Making pro-quality text got easier, too. Style your text, apply outlines, shadows, bevels, and more, and you can still edit your text, change font and size, and even tweak the style settings.
They've been bitching about that since the beginning.
Fun fact: The first public testing version of GIMP was released in November 1995
In October 1995, the movie Pulp Fiction was released, featuring a character named "The Gimp".
It's just a typical UNIX-y backronym with a pop-culture reference.
They chose the name because they thought it was funny, and they did not realize it was derogatory. They did nothing wrong then, they just did not know.
Once it was brought to their attention, they had two options: they could stick with the name that they now know is derogatory and hurtful (and prevents it from being installed in some places) or they could change it.

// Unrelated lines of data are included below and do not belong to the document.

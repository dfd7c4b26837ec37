//! Listener registry shared by the timeline stores.
//!
//! Single-threaded by design (UI event loop); interior mutability stands in
//! for locks. Listeners registered or dropped while an emit is in flight take
//! effect from the next emit.

use std::cell::{Cell, RefCell};
use std::rc::Rc;

#[derive(Debug, Clone, Copy, PartialEq, Eq)]
pub struct SubscriptionId(usize);

pub struct Subscribers<E> {
    next_id: Cell<usize>,
    entries: RefCell<Vec<(SubscriptionId, Rc<dyn Fn(&E)>)>>,
}

impl<E> Subscribers<E> {
    pub fn new() -> Self {
        Self {
            next_id: Cell::new(0),
            entries: RefCell::new(Vec::new()),
        }
    }

    /// Register a listener. The `Fn` bound means a listener that drives a
    /// `&mut self` handle (such as a signal) must rebind a copy of it inside
    /// the closure body rather than mutate the capture.
    pub fn subscribe(&self, listener: impl Fn(&E) + 'static) -> SubscriptionId {
        let id = SubscriptionId(self.next_id.get());
        self.next_id.set(self.next_id.get() + 1);
        self.entries.borrow_mut().push((id, Rc::new(listener)));
        id
    }

    pub fn unsubscribe(&self, id: SubscriptionId) {
        self.entries.borrow_mut().retain(|(entry_id, _)| *entry_id != id);
    }

    /// Notify every listener. The list is snapshotted first so a listener may
    /// subscribe or unsubscribe without poisoning the iteration.
    pub fn emit(&self, event: &E) {
        let snapshot: Vec<Rc<dyn Fn(&E)>> = self
            .entries
            .borrow()
            .iter()
            .map(|(_, listener)| Rc::clone(listener))
            .collect();
        for listener in snapshot {
            listener(event);
        }
    }

    #[cfg(test)]
    pub fn len(&self) -> usize {
        self.entries.borrow().len()
    }
}

impl<E> Default for Subscribers<E> {
    fn default() -> Self {
        Self::new()
    }
}

#[cfg(test)]
mod tests {
    use super::*;
    use std::cell::RefCell;
    use std::rc::Rc;

    #[test]
    fn test_emit_reaches_all_listeners() {
        let subs: Subscribers<i64> = Subscribers::new();
        let seen = Rc::new(RefCell::new(Vec::new()));

        let seen_a = seen.clone();
        subs.subscribe(move |v| seen_a.borrow_mut().push(*v));
        let seen_b = seen.clone();
        subs.subscribe(move |v| seen_b.borrow_mut().push(*v * 10));

        subs.emit(&7);
        assert_eq!(*seen.borrow(), vec![7, 70]);
    }

    #[test]
    fn test_unsubscribe_stops_delivery() {
        let subs: Subscribers<i64> = Subscribers::new();
        let seen = Rc::new(RefCell::new(0));

        let seen_inner = seen.clone();
        let id = subs.subscribe(move |v| *seen_inner.borrow_mut() += *v);
        subs.emit(&1);
        subs.unsubscribe(id);
        subs.emit(&1);

        assert_eq!(*seen.borrow(), 1);
        assert_eq!(subs.len(), 0);
    }

    #[test]
    fn test_fn_listener_can_drive_a_mutable_handle() {
        // Mirrors a signal handle: cheap to duplicate, writes need `&mut`.
        // Rebinding a duplicate inside the closure keeps the listener `Fn`
        // while still writing through to the shared slot.
        #[derive(Clone)]
        struct Slot(Rc<Cell<i64>>);

        impl Slot {
            fn set(&mut self, value: i64) {
                self.0.set(value);
            }
        }

        let subs: Subscribers<i64> = Subscribers::new();
        let slot = Slot(Rc::new(Cell::new(0)));

        let handle = slot.clone();
        subs.subscribe(move |v| {
            let mut handle = handle.clone();
            handle.set(*v);
        });

        subs.emit(&42);
        assert_eq!(slot.0.get(), 42);
    }

    #[test]
    fn test_listener_may_unsubscribe_during_emit() {
        let subs: Rc<Subscribers<()>> = Rc::new(Subscribers::new());
        let count = Rc::new(RefCell::new(0));

        let subs_inner = subs.clone();
        let count_inner = count.clone();
        let id = Rc::new(RefCell::new(None));
        let id_inner = id.clone();
        let registered = subs.subscribe(move |_| {
            *count_inner.borrow_mut() += 1;
            if let Some(id) = *id_inner.borrow() {
                subs_inner.unsubscribe(id);
            }
        });
        *id.borrow_mut() = Some(registered);

        subs.emit(&());
        subs.emit(&());
        assert_eq!(*count.borrow(), 1);
    }
}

This is not an isolated problem in the FOSS community. I was trying to roll out Linux VMs in an organizations, and I got called into a meeting because gigolo popped up a message and the user was confused and upset. Yes, it is a funny pun (it mounts what it is told to), but it ruined Linux for that organization and they went with Windows.
If anyone else was annoyed by the excessive animations in the UI, it should obey your OS settings for reduced motion:
We now better respect reduce motion and animation OS settings across the interface. Several animations and “easter eggs” no longer display based on your system settings. We implemented these fixes after feedback from users that these animations could cause motion sickness and other issues for certain people.
On linux, adding gtk-enable-animations=false to ~/.config/gtk-3.0/settings.ini will disable the animations. (Although I don't know if that is the prefer reduced motion setting per se, or just override for gtk3, Either way, the animations are disabled).